Data excerpts |
....
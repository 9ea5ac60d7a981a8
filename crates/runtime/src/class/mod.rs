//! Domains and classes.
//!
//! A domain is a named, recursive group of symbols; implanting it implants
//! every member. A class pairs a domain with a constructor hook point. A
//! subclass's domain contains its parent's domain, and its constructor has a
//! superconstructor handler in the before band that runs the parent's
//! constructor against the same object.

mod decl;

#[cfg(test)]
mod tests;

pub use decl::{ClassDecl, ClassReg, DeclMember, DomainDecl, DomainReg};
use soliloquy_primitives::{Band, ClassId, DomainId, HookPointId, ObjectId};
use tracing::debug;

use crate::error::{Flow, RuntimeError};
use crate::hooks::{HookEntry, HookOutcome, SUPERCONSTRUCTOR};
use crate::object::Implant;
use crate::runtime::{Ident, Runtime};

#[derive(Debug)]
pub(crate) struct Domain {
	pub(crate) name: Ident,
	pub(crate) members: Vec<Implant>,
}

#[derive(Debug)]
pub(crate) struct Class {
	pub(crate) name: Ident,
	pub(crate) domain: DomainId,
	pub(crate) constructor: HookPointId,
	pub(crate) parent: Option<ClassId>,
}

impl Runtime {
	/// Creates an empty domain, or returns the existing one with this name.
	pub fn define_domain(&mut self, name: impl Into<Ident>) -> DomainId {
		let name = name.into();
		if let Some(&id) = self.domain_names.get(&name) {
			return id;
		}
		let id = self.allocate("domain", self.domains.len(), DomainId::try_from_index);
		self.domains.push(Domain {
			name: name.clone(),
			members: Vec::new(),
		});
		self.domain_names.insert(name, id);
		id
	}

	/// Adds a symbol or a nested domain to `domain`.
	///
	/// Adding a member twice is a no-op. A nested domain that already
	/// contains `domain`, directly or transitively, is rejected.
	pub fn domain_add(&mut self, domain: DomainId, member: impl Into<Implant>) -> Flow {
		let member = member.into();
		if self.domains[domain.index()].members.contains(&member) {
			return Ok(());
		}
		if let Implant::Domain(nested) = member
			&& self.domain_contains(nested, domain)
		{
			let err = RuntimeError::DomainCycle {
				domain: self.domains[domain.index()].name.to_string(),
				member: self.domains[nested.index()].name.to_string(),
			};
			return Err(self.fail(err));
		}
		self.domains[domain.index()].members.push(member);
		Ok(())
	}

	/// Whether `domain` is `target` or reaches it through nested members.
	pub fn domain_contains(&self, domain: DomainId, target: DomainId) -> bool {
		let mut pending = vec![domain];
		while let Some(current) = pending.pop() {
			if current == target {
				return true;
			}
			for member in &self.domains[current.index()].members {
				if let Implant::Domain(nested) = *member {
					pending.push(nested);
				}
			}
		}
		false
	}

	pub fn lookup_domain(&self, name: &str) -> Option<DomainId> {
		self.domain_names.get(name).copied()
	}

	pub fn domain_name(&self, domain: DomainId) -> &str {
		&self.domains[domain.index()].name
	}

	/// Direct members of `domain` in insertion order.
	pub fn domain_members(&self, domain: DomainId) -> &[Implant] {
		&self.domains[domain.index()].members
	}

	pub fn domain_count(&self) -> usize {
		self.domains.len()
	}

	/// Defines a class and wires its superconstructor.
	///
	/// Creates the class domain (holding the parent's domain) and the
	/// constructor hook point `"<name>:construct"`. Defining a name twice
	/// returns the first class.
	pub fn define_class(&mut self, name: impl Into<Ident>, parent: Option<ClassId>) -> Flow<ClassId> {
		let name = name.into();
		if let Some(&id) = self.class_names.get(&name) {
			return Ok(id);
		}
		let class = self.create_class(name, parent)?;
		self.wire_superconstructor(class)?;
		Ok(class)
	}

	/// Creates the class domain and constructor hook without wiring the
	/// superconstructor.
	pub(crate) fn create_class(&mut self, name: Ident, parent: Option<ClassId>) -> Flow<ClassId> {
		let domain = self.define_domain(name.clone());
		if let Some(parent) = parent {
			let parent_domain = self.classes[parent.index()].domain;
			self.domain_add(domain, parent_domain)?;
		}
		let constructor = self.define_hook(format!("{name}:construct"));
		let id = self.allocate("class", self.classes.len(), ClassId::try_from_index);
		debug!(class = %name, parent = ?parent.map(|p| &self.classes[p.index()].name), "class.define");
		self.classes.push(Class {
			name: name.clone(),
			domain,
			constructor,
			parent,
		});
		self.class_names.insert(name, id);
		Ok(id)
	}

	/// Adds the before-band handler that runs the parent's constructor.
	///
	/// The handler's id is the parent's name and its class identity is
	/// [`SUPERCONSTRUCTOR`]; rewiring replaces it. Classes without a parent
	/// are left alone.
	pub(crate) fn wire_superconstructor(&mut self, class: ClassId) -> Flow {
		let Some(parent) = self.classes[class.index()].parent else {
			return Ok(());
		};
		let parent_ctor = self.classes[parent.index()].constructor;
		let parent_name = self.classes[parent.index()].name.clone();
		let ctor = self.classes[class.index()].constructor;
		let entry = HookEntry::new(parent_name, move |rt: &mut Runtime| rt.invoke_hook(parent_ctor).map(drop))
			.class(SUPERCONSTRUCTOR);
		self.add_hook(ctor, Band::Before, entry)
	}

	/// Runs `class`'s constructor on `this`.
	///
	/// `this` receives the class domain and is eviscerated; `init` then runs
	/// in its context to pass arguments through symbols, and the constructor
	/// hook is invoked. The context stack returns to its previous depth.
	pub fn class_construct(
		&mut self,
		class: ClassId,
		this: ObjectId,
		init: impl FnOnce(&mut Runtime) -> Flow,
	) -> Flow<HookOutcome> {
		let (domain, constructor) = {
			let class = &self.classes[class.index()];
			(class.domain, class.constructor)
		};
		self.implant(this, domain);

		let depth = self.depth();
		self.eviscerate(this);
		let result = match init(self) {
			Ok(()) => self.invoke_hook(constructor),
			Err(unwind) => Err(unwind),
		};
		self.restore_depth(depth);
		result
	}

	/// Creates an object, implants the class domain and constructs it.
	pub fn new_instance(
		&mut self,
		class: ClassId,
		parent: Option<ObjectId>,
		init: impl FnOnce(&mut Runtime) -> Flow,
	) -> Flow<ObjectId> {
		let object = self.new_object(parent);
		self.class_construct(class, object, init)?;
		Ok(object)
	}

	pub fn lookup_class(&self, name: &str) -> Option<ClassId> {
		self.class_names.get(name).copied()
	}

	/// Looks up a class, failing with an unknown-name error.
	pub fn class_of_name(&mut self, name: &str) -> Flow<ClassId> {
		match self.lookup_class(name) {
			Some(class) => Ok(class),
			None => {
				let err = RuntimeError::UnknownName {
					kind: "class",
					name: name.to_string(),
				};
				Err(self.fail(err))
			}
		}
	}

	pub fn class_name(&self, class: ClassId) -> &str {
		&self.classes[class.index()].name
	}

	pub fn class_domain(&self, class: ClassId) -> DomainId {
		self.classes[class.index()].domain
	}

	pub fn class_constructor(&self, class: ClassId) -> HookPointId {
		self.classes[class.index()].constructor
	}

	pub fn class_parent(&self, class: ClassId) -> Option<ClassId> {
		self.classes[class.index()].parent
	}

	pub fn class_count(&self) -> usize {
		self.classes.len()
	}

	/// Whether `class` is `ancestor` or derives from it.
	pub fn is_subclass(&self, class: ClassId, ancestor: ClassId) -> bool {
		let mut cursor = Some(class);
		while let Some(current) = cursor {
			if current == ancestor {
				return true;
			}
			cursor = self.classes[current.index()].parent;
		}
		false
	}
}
....
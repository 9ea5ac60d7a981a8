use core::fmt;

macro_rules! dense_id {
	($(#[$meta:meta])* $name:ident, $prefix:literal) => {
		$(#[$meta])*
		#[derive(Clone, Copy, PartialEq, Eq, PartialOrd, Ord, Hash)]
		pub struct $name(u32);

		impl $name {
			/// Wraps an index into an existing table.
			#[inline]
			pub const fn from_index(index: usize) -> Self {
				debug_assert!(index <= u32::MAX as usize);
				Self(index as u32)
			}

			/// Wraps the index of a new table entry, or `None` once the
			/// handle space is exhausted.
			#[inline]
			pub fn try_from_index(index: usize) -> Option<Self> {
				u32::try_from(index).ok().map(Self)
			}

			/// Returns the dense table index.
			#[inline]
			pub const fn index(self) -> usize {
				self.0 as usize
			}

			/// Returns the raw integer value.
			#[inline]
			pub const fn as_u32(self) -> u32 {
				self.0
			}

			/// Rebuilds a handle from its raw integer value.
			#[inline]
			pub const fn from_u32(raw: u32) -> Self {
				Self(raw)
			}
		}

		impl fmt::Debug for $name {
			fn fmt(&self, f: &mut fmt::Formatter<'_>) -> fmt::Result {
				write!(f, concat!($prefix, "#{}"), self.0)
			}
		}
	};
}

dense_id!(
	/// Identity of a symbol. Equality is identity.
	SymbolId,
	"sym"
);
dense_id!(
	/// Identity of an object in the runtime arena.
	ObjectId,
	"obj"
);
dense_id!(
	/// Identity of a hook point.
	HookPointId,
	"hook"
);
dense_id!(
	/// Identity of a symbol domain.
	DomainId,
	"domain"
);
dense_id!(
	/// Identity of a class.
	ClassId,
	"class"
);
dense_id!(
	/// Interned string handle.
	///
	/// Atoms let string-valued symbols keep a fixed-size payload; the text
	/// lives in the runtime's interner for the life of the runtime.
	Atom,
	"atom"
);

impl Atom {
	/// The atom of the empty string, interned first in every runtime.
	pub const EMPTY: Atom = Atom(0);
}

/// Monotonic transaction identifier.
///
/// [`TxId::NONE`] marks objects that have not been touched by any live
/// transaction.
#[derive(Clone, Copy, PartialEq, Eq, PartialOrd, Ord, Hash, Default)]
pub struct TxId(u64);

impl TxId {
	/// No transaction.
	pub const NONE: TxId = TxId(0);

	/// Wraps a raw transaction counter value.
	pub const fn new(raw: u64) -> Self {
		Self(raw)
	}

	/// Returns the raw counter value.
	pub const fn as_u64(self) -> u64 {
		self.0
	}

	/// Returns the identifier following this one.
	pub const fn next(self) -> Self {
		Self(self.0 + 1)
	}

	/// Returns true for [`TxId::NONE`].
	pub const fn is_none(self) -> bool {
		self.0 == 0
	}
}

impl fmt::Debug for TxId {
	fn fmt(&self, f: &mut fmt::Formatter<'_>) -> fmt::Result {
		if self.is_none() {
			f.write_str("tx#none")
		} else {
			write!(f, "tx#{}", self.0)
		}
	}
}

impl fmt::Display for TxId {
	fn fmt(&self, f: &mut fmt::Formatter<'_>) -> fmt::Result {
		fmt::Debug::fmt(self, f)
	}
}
....
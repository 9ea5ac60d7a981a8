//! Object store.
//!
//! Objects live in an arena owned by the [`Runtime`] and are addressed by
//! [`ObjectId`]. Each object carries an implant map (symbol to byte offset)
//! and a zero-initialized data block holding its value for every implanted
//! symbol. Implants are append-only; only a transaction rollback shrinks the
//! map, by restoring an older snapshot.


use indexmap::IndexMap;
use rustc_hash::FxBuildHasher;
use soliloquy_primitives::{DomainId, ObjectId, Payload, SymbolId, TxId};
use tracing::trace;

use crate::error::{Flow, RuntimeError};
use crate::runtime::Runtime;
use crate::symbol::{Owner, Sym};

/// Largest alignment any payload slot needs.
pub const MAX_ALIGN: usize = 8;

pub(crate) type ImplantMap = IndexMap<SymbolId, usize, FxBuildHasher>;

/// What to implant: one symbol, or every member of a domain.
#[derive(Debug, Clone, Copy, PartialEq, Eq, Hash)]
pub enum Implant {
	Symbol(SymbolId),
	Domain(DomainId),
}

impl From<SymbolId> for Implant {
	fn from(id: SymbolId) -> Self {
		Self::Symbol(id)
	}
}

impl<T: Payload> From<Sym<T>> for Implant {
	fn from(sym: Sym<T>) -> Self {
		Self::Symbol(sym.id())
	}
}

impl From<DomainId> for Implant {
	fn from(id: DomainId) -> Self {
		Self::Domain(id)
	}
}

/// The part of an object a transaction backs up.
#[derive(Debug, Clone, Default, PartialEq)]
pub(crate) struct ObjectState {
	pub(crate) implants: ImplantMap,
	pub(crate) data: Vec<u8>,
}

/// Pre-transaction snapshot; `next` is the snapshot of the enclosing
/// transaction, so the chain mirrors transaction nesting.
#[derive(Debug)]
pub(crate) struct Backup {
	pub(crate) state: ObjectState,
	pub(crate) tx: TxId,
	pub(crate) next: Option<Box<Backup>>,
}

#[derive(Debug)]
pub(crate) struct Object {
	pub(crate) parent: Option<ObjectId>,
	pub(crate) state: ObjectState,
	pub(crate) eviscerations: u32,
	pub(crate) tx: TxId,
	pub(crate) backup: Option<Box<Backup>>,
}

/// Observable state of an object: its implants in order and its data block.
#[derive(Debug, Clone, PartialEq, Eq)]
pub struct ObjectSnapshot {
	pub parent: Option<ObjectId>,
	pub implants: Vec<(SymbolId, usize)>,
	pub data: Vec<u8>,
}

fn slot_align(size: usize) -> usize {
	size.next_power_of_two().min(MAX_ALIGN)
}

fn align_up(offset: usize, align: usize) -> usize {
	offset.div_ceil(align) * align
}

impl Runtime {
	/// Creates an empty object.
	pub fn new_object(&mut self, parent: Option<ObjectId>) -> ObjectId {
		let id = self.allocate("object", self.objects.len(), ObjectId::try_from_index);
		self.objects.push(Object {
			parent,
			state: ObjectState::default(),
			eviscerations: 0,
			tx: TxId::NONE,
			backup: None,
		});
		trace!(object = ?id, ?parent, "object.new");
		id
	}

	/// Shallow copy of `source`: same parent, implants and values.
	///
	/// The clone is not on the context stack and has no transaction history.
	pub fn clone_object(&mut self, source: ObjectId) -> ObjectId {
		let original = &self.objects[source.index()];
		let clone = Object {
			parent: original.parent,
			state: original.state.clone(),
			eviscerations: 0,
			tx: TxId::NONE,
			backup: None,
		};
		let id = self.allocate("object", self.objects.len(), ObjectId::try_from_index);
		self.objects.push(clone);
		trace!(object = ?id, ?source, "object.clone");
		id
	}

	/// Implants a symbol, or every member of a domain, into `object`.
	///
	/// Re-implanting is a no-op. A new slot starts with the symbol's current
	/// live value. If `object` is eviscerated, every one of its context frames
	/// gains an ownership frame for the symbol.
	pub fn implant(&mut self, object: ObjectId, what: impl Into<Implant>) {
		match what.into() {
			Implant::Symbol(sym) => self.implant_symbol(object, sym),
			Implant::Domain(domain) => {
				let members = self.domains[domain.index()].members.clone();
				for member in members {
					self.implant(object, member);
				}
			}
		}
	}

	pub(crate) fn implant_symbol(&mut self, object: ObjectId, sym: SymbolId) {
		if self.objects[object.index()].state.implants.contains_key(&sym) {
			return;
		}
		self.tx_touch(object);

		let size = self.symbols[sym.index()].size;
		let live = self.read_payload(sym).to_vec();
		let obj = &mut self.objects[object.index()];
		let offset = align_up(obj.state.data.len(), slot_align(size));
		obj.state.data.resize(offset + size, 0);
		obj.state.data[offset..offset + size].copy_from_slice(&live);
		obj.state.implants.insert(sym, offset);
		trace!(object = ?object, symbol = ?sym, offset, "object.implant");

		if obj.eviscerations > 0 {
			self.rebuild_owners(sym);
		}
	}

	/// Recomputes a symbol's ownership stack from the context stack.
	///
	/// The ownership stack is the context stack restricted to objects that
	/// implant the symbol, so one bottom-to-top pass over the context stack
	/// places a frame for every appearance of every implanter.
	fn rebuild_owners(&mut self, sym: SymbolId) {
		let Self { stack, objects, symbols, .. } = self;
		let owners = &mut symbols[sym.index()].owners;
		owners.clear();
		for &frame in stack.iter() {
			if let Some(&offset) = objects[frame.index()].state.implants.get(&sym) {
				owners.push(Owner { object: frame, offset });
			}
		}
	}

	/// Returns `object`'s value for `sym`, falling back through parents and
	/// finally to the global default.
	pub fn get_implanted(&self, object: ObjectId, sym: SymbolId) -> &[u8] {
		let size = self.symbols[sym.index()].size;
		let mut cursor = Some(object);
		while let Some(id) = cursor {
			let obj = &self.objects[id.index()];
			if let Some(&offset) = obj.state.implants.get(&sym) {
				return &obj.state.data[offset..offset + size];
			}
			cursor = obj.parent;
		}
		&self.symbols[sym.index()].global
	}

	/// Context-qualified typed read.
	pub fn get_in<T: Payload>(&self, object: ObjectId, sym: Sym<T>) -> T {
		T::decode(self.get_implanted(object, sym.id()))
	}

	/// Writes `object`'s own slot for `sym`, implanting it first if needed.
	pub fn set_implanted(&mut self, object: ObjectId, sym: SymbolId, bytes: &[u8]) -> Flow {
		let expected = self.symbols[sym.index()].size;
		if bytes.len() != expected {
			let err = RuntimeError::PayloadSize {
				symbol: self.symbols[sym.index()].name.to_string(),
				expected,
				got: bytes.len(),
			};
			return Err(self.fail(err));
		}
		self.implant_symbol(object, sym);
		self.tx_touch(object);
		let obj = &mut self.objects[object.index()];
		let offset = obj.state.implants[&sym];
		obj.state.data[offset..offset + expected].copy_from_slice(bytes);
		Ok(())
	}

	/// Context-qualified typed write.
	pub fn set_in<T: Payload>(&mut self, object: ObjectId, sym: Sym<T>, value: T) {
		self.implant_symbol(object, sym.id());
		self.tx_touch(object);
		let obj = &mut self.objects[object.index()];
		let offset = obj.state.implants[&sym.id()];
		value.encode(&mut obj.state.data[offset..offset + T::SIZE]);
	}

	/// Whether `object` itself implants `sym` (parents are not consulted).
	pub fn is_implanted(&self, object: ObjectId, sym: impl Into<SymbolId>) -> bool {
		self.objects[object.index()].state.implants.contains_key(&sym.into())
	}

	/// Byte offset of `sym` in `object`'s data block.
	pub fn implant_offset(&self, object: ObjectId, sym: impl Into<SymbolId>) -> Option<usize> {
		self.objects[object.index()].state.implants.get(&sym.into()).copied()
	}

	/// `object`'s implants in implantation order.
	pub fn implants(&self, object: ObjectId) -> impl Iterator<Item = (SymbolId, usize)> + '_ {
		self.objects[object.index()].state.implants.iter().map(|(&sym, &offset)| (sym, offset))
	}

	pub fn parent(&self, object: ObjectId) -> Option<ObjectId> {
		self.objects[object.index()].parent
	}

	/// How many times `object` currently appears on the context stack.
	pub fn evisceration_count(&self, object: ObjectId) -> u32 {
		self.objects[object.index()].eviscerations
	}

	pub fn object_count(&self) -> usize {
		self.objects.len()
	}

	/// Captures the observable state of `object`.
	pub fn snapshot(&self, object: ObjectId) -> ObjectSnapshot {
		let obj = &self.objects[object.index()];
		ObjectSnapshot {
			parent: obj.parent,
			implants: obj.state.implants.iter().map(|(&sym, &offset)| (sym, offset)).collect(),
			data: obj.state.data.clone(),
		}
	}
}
....
Brief | For the entries above, state how many lines contain the word "first". Provide the number by itself.

Your response | 3